RATIFICAÇÃO DE DECISÃO LIMINAR EM PROCEDIMENTO DE CONTROLE ADMINISTRATIVO. MAGISTRATURA ESTADUAL. FÉRIAS. CUMULAÇÃO DE PERÍODO AQUISITIVO. CIRCUNSTÂNCIAS ESPECIAIS QUE JUSTIFICAM A CONCESSÃO DE FÉRIAS PELO PRAZO DE 90 DIAS CONSECUTIVOS. ATENDIMENTO AO INTERESSE PÚBLICO.

1. É indiscutível a autonomia administrativa assegurada aos tribunais para disporem sobre sua organização interna e funcionamento, o que inclui a concessão de férias aos juízes que lhes sejam vinculados.

2. Possibilidade de intervenção do CNJ no controle de ato administrativo inválido. Vinculação à teoria dos motivos determinantes.

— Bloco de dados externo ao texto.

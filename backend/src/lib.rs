pub mod models;
pub mod schema;

pub mod error;

pub mod pubg_api;
pub mod storage;

pub mod normalizer;
pub mod resolver;

pub mod live;

pub mod api;

#[cfg(test)]
pub(crate) mod testutil;

pub async fn db_connection(database_url: &str) -> diesel_async::AsyncPgConnection {
    use diesel_async::AsyncConnection;

    diesel_async::AsyncPgConnection::establish(database_url)
        .await
        .unwrap_or_else(|e| panic!("Error connecting to {} - {:?}", database_url, e))
}
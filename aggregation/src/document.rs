//! Serde model of a match document as returned by the PUBG API.
//!
//! The remote service speaks JSON:API: a `data` object carrying the
//! match header and an `included` array mixing roster, participant and
//! asset records. Everything round-trips through serde so the whole
//! document can be persisted as JSONB and read back later; keys and
//! record types the model does not know are carried verbatim in
//! catch-all maps instead of being dropped.

#[derive(Debug, Clone, PartialEq, serde::Serialize, serde::Deserialize)]
pub struct MatchDocument {
    pub data: MatchData,
    #[serde(default)]
    pub included: Vec<IncludedItem>,
}

impl MatchDocument {
    pub fn match_id(&self) -> &str {
        &self.data.id
    }

    pub fn rosters(&self) -> impl Iterator<Item = &RosterItem> {
        self.included.iter().filter_map(|item| match item {
            IncludedItem::Roster(roster) => Some(roster),
            _ => None,
        })
    }

    pub fn participants(&self) -> impl Iterator<Item = &ParticipantItem> {
        self.included.iter().filter_map(|item| match item {
            IncludedItem::Participant(participant) => Some(participant),
            _ => None,
        })
    }

    pub fn assets(&self) -> impl Iterator<Item = &AssetItem> {
        self.included.iter().filter_map(|item| match item {
            IncludedItem::Asset(asset) => Some(asset),
            _ => None,
        })
    }
}

#[derive(Debug, Clone, PartialEq, serde::Serialize, serde::Deserialize)]
pub struct MatchData {
    pub id: String,
    #[serde(default)]
    pub attributes: MatchAttributes,
    /// `type`, `relationships`, `links` and whatever else the service
    /// puts next to the header, kept verbatim.
    #[serde(flatten)]
    pub other: std::collections::HashMap<String, serde_json::Value>,
}

#[derive(Debug, Clone, PartialEq, Default, serde::Serialize, serde::Deserialize)]
#[serde(default, rename_all = "camelCase")]
pub struct MatchAttributes {
    pub created_at: Option<chrono::DateTime<chrono::Utc>>,
    pub duration: Option<i32>,
    pub game_mode: Option<String>,
    pub is_custom_match: bool,
    pub map_name: Option<String>,
    pub match_type: Option<String>,
    pub season_state: Option<String>,
    pub shard_id: Option<String>,
    pub title_id: Option<String>,
    pub stats: Option<serde_json::Value>,
    pub tags: Option<serde_json::Value>,
    #[serde(flatten)]
    pub other: std::collections::HashMap<String, serde_json::Value>,
}

#[derive(Debug, Clone, PartialEq)]
pub enum IncludedItem {
    Roster(RosterItem),
    Participant(ParticipantItem),
    Asset(AssetItem),
    /// Record types the model does not know, kept as the raw value so
    /// the persisted payload stays byte-faithful.
    Unknown(serde_json::Value),
}

#[derive(serde::Serialize)]
struct TaggedRecord<'r, T> {
    #[serde(rename = "type")]
    kind: &'r str,
    #[serde(flatten)]
    record: &'r T,
}

impl serde::Serialize for IncludedItem {
    fn serialize<S>(&self, serializer: S) -> Result<S::Ok, S::Error>
    where
        S: serde::Serializer,
    {
        match self {
            IncludedItem::Roster(record) => TaggedRecord {
                kind: "roster",
                record,
            }
            .serialize(serializer),
            IncludedItem::Participant(record) => TaggedRecord {
                kind: "participant",
                record,
            }
            .serialize(serializer),
            IncludedItem::Asset(record) => TaggedRecord {
                kind: "asset",
                record,
            }
            .serialize(serializer),
            IncludedItem::Unknown(value) => value.serialize(serializer),
        }
    }
}

impl<'de> serde::Deserialize<'de> for IncludedItem {
    fn deserialize<D>(deserializer: D) -> Result<Self, D::Error>
    where
        D: serde::Deserializer<'de>,
    {
        let value = serde_json::Value::deserialize(deserializer)?;
        let kind = value
            .get("type")
            .and_then(|kind| kind.as_str())
            .unwrap_or("")
            .to_string();
        match kind.as_str() {
            "roster" => serde_json::from_value(value)
                .map(IncludedItem::Roster)
                .map_err(serde::de::Error::custom),
            "participant" => serde_json::from_value(value)
                .map(IncludedItem::Participant)
                .map_err(serde::de::Error::custom),
            "asset" => serde_json::from_value(value)
                .map(IncludedItem::Asset)
                .map_err(serde::de::Error::custom),
            _ => Ok(IncludedItem::Unknown(value)),
        }
    }
}

#[derive(Debug, Clone, PartialEq, serde::Serialize, serde::Deserialize)]
pub struct RosterItem {
    pub id: String,
    #[serde(default)]
    pub attributes: RosterAttributes,
    #[serde(default)]
    pub relationships: RosterRelationships,
}

impl RosterItem {
    /// Final placement, falling back to `winPlace` when the service
    /// omits `rank`.
    pub fn rank(&self) -> i32 {
        self.attributes
            .stats
            .rank
            .or(self.attributes.stats.win_place)
            .unwrap_or(0)
    }

    /// Raw remote team identifier rendered as a string, `-` when the
    /// service sent none.
    pub fn team_id(&self) -> String {
        match &self.attributes.stats.team_id {
            Some(team_id) => team_id.to_string(),
            None => "-".to_string(),
        }
    }

    pub fn won(&self) -> bool {
        self.attributes
            .won
            .as_ref()
            .map(|flag| flag.as_bool())
            .unwrap_or(false)
    }
}

#[derive(Debug, Clone, PartialEq, Default, serde::Serialize, serde::Deserialize)]
#[serde(default, rename_all = "camelCase")]
pub struct RosterAttributes {
    pub shard_id: Option<String>,
    pub won: Option<Flag>,
    pub stats: RosterStats,
    #[serde(flatten)]
    pub other: std::collections::HashMap<String, serde_json::Value>,
}

#[derive(Debug, Clone, PartialEq, Default, serde::Serialize, serde::Deserialize)]
#[serde(default, rename_all = "camelCase")]
pub struct RosterStats {
    pub rank: Option<i32>,
    pub win_place: Option<i32>,
    pub team_id: Option<TeamId>,
    #[serde(flatten)]
    pub other: std::collections::HashMap<String, serde_json::Value>,
}

/// The service reports team ids as numbers on some shards and strings
/// on others.
#[derive(Debug, Clone, PartialEq, serde::Serialize, serde::Deserialize)]
#[serde(untagged)]
pub enum TeamId {
    Number(i64),
    Text(String),
}

impl std::fmt::Display for TeamId {
    fn fmt(&self, f: &mut std::fmt::Formatter<'_>) -> std::fmt::Result {
        match self {
            TeamId::Number(n) => write!(f, "{}", n),
            TeamId::Text(t) => write!(f, "{}", t),
        }
    }
}

/// Boolean attribute that the service sometimes sends as the strings
/// `"true"`/`"false"`.
#[derive(Debug, Clone, PartialEq, serde::Serialize, serde::Deserialize)]
#[serde(untagged)]
pub enum Flag {
    Bool(bool),
    Text(String),
}

impl Flag {
    pub fn as_bool(&self) -> bool {
        match self {
            Flag::Bool(b) => *b,
            Flag::Text(t) => t == "true",
        }
    }
}

#[derive(Debug, Clone, PartialEq, Default, serde::Serialize, serde::Deserialize)]
#[serde(default)]
pub struct RosterRelationships {
    pub participants: RelationshipList,
}

#[derive(Debug, Clone, PartialEq, Default, serde::Serialize, serde::Deserialize)]
#[serde(default)]
pub struct RelationshipList {
    pub data: Vec<RecordRef>,
}

#[derive(Debug, Clone, PartialEq, serde::Serialize, serde::Deserialize)]
pub struct RecordRef {
    pub id: String,
}

#[derive(Debug, Clone, PartialEq, serde::Serialize, serde::Deserialize)]
pub struct ParticipantItem {
    pub id: String,
    #[serde(default)]
    pub attributes: ParticipantAttributes,
}

#[derive(Debug, Clone, PartialEq, Default, serde::Serialize, serde::Deserialize)]
#[serde(default, rename_all = "camelCase")]
pub struct ParticipantAttributes {
    pub shard_id: Option<String>,
    pub actor: Option<String>,
    pub stats: ParticipantStats,
    #[serde(flatten)]
    pub other: std::collections::HashMap<String, serde_json::Value>,
}

/// Per-match combat statistics for one player. Keys the model does not
/// know about are kept in `other` so the raw blob survives a
/// round-trip through the store.
#[derive(Debug, Clone, PartialEq, Default, serde::Serialize, serde::Deserialize)]
#[serde(default, rename_all = "camelCase")]
pub struct ParticipantStats {
    #[serde(rename = "DBNOs")]
    pub dbnos: Option<i32>,
    pub assists: Option<i32>,
    pub boosts: Option<i32>,
    pub damage_dealt: Option<f64>,
    pub death_type: Option<String>,
    pub headshot_kills: Option<i32>,
    pub heals: Option<i32>,
    pub kill_place: Option<i32>,
    pub kill_streaks: Option<i32>,
    pub kills: Option<i32>,
    pub longest_kill: Option<f64>,
    pub name: Option<String>,
    pub player_id: Option<String>,
    pub rank: Option<i32>,
    pub revives: Option<i32>,
    pub ride_distance: Option<f64>,
    pub road_kills: Option<i32>,
    pub swim_distance: Option<f64>,
    pub team_kills: Option<i32>,
    pub time_survived: Option<f64>,
    pub vehicle_destroys: Option<i32>,
    pub walk_distance: Option<f64>,
    pub weapons_acquired: Option<i32>,
    pub win_place: Option<i32>,
    #[serde(flatten)]
    pub other: std::collections::HashMap<String, serde_json::Value>,
}

impl ParticipantStats {
    /// Placement used for scoring, `winPlace` with `rank` as fallback.
    pub fn placement(&self) -> i32 {
        self.win_place.or(self.rank).unwrap_or(0)
    }
}

#[derive(Debug, Clone, PartialEq, serde::Serialize, serde::Deserialize)]
pub struct AssetItem {
    pub id: String,
    #[serde(default)]
    pub attributes: AssetAttributes,
}

#[derive(Debug, Clone, PartialEq, Default, serde::Serialize, serde::Deserialize)]
#[serde(default, rename_all = "camelCase")]
pub struct AssetAttributes {
    #[serde(rename = "URL")]
    pub url: Option<String>,
    pub created_at: Option<chrono::DateTime<chrono::Utc>>,
    pub description: Option<String>,
    pub name: Option<String>,
    #[serde(flatten)]
    pub other: std::collections::HashMap<String, serde_json::Value>,
}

3. Determinação para que o Tribunal, excepcionalmente, conceda 90 dias consecutivos de férias a Juiz de Direito a ele vinculado, considerando as circunstâncias do caso concreto, como medida de preservação do interesse público.  

4. Pedido liminar acolhido diante da presença dos pressupostos do artigo 25, inciso XI, do Regimento Interno do Conselho Nacional de Justiça.

5. Liminar ratificada.

 

 ACÓRDÃO

O Conselho decidiu, por unanimidade: I - incluir em pauta o presente procedimento, nos termos do § 1º do artigo 120 do Regimento Interno; II - ratificar a liminar, nos termos do voto do Relator. Declarou suspeição o Conselheiro Richard Pae Kim. Presidiu o julgamento o Ministro Luiz Fux. Plenário Virtual, 9 de setembro de 2022. Votaram os Excelentíssimos Conselheiros Luiz Fux, Luis Felipe Salomão, Vieira de Mello Filho, Mauro Pereira Martins, Salise Sanchotene, Jane Granzoto, Marcio Luiz Freitas, Giovanni Olsson, Sidney Madruga, João Paulo Schoucair, Marcos Vinícius Jardim Rodrigues, Marcello Terto, Mário Goulart Maia e Luiz Fernando Bandeira de Mello. Não votou o Conselheiro Richard Pae Kim, em razão de suspeição declarada.

 

RELATÓRIO

 

Trata-se de Procedimento de Controle Administrativo, com pedido liminar, formulado por RODRIGO CAPEZ em face do TRIBUNAL DE JUSTIÇA DO ESTADO DE SÃO PAULO - TJSP.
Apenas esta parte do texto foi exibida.